The paper is relatively easy to grasp, and collects all the various interpretations of length of cohesive zone...the process zone is essentially a highly nonlinear damaging region and several elements are needed to adequately describe the behavior in that zone.

I hope this helps.

Dhruv

cohesive zone will be the size of an element near the crack tip

rahul — Thu, 03 Jan 2008 15:23:50 -0500

Fred,

Thank you very much for your interesting comments. I am a newbie in this area and couldn't completely understood the last comment "Some caution must be observed
when using cohesive models in conjunction with numerical models such as
FEM. The minimum size of the cohesive zone will be the size of an
element near the crack tip. Should this be larger than the size of the
process zone of the physical problem, a length scale has been
introduced that does not exist in the physical problem. This is
frequently the case when using cohesive zone models for analysis of
fatigue crack growth." I would really appreciate if you can elaborate on this or point me to some article where this is not taken into account or has been discussed.

Some remarks about cohesive zone modelling

Fred Nilsson — Thu, 03 Jan 2008 13:02:00 -0500

I have followed the discussion on cohesive modelling and would like to give a few additional remarks,

1) The cohesive zone is basically a model concept that can be useful in certain cases. It can be used for instance when the fracture process zone is too large and a point-sized crack tip model is not adequate. It can also be used when modelling the initiation of a crack from a medium without cracks. The cohesive zone may or may not be a simulacrum of an actual physical process. It can be used to model different types of separation processes such as void growth and coalescence, fibre bridging, atomic separation, separation of adhesive layers such as glue etc. Once the cohesive law has been set the problem formulation is complete and no other fracture criterion is necessary.

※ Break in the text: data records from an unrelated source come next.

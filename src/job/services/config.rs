//! Status handler configuration.

use serde::{Deserialize, Serialize};

use crate::job::domain::{
    DEFAULT_LOG_URL_TEMPLATE, DEFAULT_QUEUE_ROOT_URL, LogReferenceError, LogReferenceResolver,
};

/// Default routing-key prefix selecting reportable routes.
pub const DEFAULT_ROUTE_PREFIX: &str = "tc-treeherder";

/// Configuration for [`StatusHandler`](super::StatusHandler).
///
/// Every field has a default, so a partial document deserializes.
///
/// # Examples
///
/// ```
/// use treeherder_bridge::job::services::HandlerConfig;
///
/// let config = HandlerConfig::default();
/// assert_eq!(config.route_prefix, "tc-treeherder");
///
/// let staging = HandlerConfig::default().with_route_prefix("tc-treeherder-staging");
/// assert_eq!(staging.route_prefix, "tc-treeherder-staging");
/// ```
#[derive(Debug, Clone, PartialEq, Eq, Serialize, Deserialize)]
#[serde(rename_all = "camelCase", default)]
pub struct HandlerConfig {
    /// Routes whose first `.`-separated token equals this prefix exactly are
    /// reportable.
    pub route_prefix: String,
    /// Queue root substituted into log URLs.
    pub queue_root_url: String,
    /// `minijinja` template producing the live-log URL from `queue_root_url`,
    /// `task_id` and `run_id`.
    pub log_url_template: String,
}

impl Default for HandlerConfig {
    fn default() -> Self {
        Self {
            route_prefix: DEFAULT_ROUTE_PREFIX.to_owned(),
            queue_root_url: DEFAULT_QUEUE_ROOT_URL.to_owned(),
            log_url_template: DEFAULT_LOG_URL_TEMPLATE.to_owned(),
        }
    }
}

impl HandlerConfig {
    /// Sets the routing-key prefix.
    #[must_use]
    pub fn with_route_prefix(mut self, prefix: impl Into<String>) -> Self {
        self.route_prefix = prefix.into();
        self
    }

    /// Sets the queue root URL.
    #[must_use]
    pub fn with_queue_root_url(mut self, url: impl Into<String>) -> Self {
        self.queue_root_url = url.into();
        self
    }

    /// Sets the log URL template.
    #[must_use]
    pub fn with_log_url_template(mut self, template: impl Into<String>) -> Self {
        self.log_url_template = template.into();
        self
    }

    /// Returns `true` when `route` is addressed to the configured prefix.
    #[must_use]
    pub fn accepts_route(&self, route: &str) -> bool {
        if self.route_prefix.is_empty() {
            return true;
        }
        route.split('.').next() == Some(self.route_prefix.as_str())
    }

    /// Builds the log resolver described by this configuration.
    ///
    /// # Errors
    ///
    /// Returns [`LogReferenceError`] when the template does not render.
    pub fn log_resolver(&self) -> Result<LogReferenceResolver, LogReferenceError> {
        LogReferenceResolver::new(self.queue_root_url.clone(), self.log_url_template.clone())
    }
}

2) There are different ways to derive a cohesive law.

a) By experimental measurements on special types of specimens (cf. T. Andersson and U. Stigh, (2004), Int. J. of Solids and Structures, 41, 413-434, B. F. Sørensen and E. K. Jacobsen, (1998), Composites Part A, 29A, 1442-1451. and several others).

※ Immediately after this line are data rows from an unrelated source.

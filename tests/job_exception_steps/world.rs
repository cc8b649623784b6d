//! Shared world state for exception-run reporting BDD scenarios.

use std::sync::Arc;

use chrono::{Duration, SecondsFormat, Utc};
use rstest::fixture;
use treeherder_bridge::job::{
    adapters::memory::RecordingJobPublisher,
    domain::{TaskDefinition, Timestamp},
    services::{HandleOutcome, HandlerError, StatusHandler, StatusNotification},
};

const TASK_FIXTURE: &str = include_str!("../fixtures/task.json");
const STATUS_FIXTURE: &str = include_str!("../fixtures/task_status.json");

/// Scenario world for exception-run reporting behaviour tests.
pub struct JobExceptionWorld {
    pub publisher: Arc<RecordingJobPublisher>,
    pub handler: StatusHandler<RecordingJobPublisher>,
    pub task: Option<TaskDefinition>,
    pub notification: StatusNotification,
    pub scheduled: Timestamp,
    pub started: Timestamp,
    pub resolved: Timestamp,
    pub last_result: Option<Result<HandleOutcome, HandlerError>>,
}

impl JobExceptionWorld {
    /// Creates a world holding the decoded status fixture and fresh
    /// timestamps five and ten minutes after scheduling.
    ///
    /// # Panics
    ///
    /// Panics when a bundled fixture fails to decode.
    #[must_use]
    pub fn new() -> Self {
        let publisher = Arc::new(RecordingJobPublisher::new());
        let handler = StatusHandler::with_defaults(Arc::clone(&publisher));
        let notification: StatusNotification =
            serde_json::from_str(STATUS_FIXTURE).expect("status fixture decodes");

        let now = Utc::now();
        let stamp = |offset: Duration| {
            Timestamp::parse((now + offset).to_rfc3339_opts(SecondsFormat::Millis, true))
                .expect("generated timestamp is RFC 3339")
        };

        Self {
            publisher,
            handler,
            task: None,
            notification,
            scheduled: stamp(Duration::zero()),
            started: stamp(Duration::minutes(5)),
            resolved: stamp(Duration::minutes(10)),
            last_result: None,
        }
    }

    /// Decodes the bundled task definition.
    ///
    /// # Errors
    ///
    /// Returns the decode error when the fixture is invalid.
    pub fn load_task_fixture() -> Result<TaskDefinition, serde_json::Error> {
        serde_json::from_str(TASK_FIXTURE)
    }
}

impl Default for JobExceptionWorld {
    fn default() -> Self {
        Self::new()
    }
}

/// Fixture that creates a new scenario world.
#[fixture]
pub fn world() -> JobExceptionWorld {
    JobExceptionWorld::default()
}

/// Runs an async operation within sync step definitions.
pub fn run_async<T>(future: impl std::future::Future<Output = T>) -> T {
    tokio::task::block_in_place(|| tokio::runtime::Handle::current().block_on(future))
}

b) By modelling (numerical or analytical) of the process that is to be replaced by the cohesive zone model.

c) By using a predefined functional assumption for the cohesive law, for instance as predefined in a numerical code (cf. ABAQUS). The parameters are estimated from experiments or by reasonable guesswork. This is probably the most common way.

3) It is often stated that a cohcsive zone model is equivalent to assuming that crack growth is governed by constant fracture energy. This is not true in general. Here are some situations when the fracture energy is non-constant and problem dependent.

a) A crack tip that is extending under conditions that are not steady-state (with or without inertia effects) (cf. L. B. Freund (1990), Dynamic Fracture Mechanics, pp. 237-238).

b) When large deformation effects are significant, depending on how the cohesive zone law is formulated (cf. F. Nilsson (2005), Int. J. Fract., 136, 133-142).

c) When the cohesive law depends on other quantities from the problem such as constraint, displacement rate etc.

When, as often is the case, setting up a cohesive law using fracture energy measured from experiments, it is thus important that this is a problem independent quantity.

4) Some caution must be observed when using cohesive models in conjunction with numerical models such as FEM. The minimum size of the cohesive zone will be the size of an element near the crack tip. Should this be larger than the size of the process zone of the physical problem, a length scale has been introduced that does not exist in the physical problem. This is frequently the case when using cohesive zone models for analysis of fatigue crack growth.